### [THE PROBLEM]
All lines in the data that hold the word "body" need copying.

━━ INPUT DATA ━━

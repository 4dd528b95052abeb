use axum::Router;
use axum::middleware;
use axum::routing::{get, post, put};

use crate::presentation::AppState;
use crate::presentation::http::handlers::posts::{
    create_post, delete_post, get_post, list_posts, search_posts, update_post,
};
use crate::presentation::http::middleware::auth::jwt_auth_middleware;

pub(crate) fn router(state: AppState) -> Router<AppState> {
    let public = Router::new()
        .route("/", get(list_posts))
        .route("/search", get(search_posts))
        .route("/{id}", get(get_post));

    let protected = Router::new()
        .route("/", post(create_post))
        .route("/{id}", put(update_post).delete(delete_post))
        .layer(middleware::from_fn_with_state(state, jwt_auth_middleware));

    public.merge(protected)
}
use axum::{
    Json,
    extract::{Path, Query, State},
    http::StatusCode,
};
use serde::Serialize;
use utoipa::ToSchema;
use validator::Validate;

use crate::presentation::AppState;
use crate::presentation::http::app_error::AppResult;
use crate::presentation::http::handlers::posts::{
    ListPostsResponseDto, PaginationQuery, TermDto,
};

#[derive(Debug, Serialize, ToSchema)]
pub(crate) struct CategoryPostsResponseDto {
    pub(crate) category: TermDto,
    #[serde(flatten)]
    pub(crate) listing: ListPostsResponseDto,
}

#[utoipa::path(
    get,
    path = "/api/categories",
    tag = "categories",
    responses(
        (status = 200, description = "All categories ordered by name", body = [TermDto]),
        (status = 500, description = "Internal error")
    )
)]
pub(crate) async fn list_categories(
    State(state): State<AppState>,
) -> AppResult<(StatusCode, Json<Vec<TermDto>>)> {
    let categories = state.blog_service.list_categories().await?;

    Ok((
        StatusCode::OK,
        Json(categories.into_iter().map(TermDto::from).collect()),
    ))
}

#[utoipa::path(
    get,
    path = "/api/categories/{id}/posts",
    tag = "categories",
    params(
        ("id" = i64, Path, description = "Category id"),
        ("limit" = Option<u32>, Query, description = "Items per page (1..=100)"),
        ("offset" = Option<u32>, Query, description = "Offset from the beginning; a multiple of limit")
    ),
    responses(
        (status = 200, description = "Posts in the category, newest first", body = CategoryPostsResponseDto),
        (status = 400, description = "Validation error"),
        (status = 404, description = "Category not found"),
        (status = 500, description = "Internal error")
    )
)]
pub(crate) async fn list_category_posts(
    State(state): State<AppState>,
    Path(id): Path<i64>,
    Query(query): Query<PaginationQuery>,
) -> AppResult<(StatusCode, Json<CategoryPostsResponseDto>)> {
    query.validate()?;
    let (page, page_size) = query.page();

    let (category, result) = state
        .blog_service
        .list_posts_by_category(id, page, page_size)
        .await?;

    Ok((
        StatusCode::OK,
        Json(CategoryPostsResponseDto {
            category: category.into(),
            listing: result.into(),
        }),
    ))
}
use async_trait::async_trait;

use crate::domain::error::DomainError;
use crate::domain::user::User;

#[derive(Debug, Clone)]
pub(crate) struct UserCredentials {
    pub(crate) user: User,
    pub(crate) password_hash: String,
}

#[async_trait]
pub(crate) trait UserRepository: Send + Sync {
    /// Creates the user or replaces the stored hash of an existing one.
    async fn upsert_user(&self, username: &str, password_hash: &str) -> Result<User, DomainError>;
    async fn find_by_username(&self, username: &str) -> Result<Option<UserCredentials>, DomainError>;
}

━━━

### [TASK SOLUTION]
        (status = 200, description = "All categories ordered by name", body = [TermDto]),
        (status = 200, description = "Posts in the category, newest first", body = CategoryPostsResponseDto),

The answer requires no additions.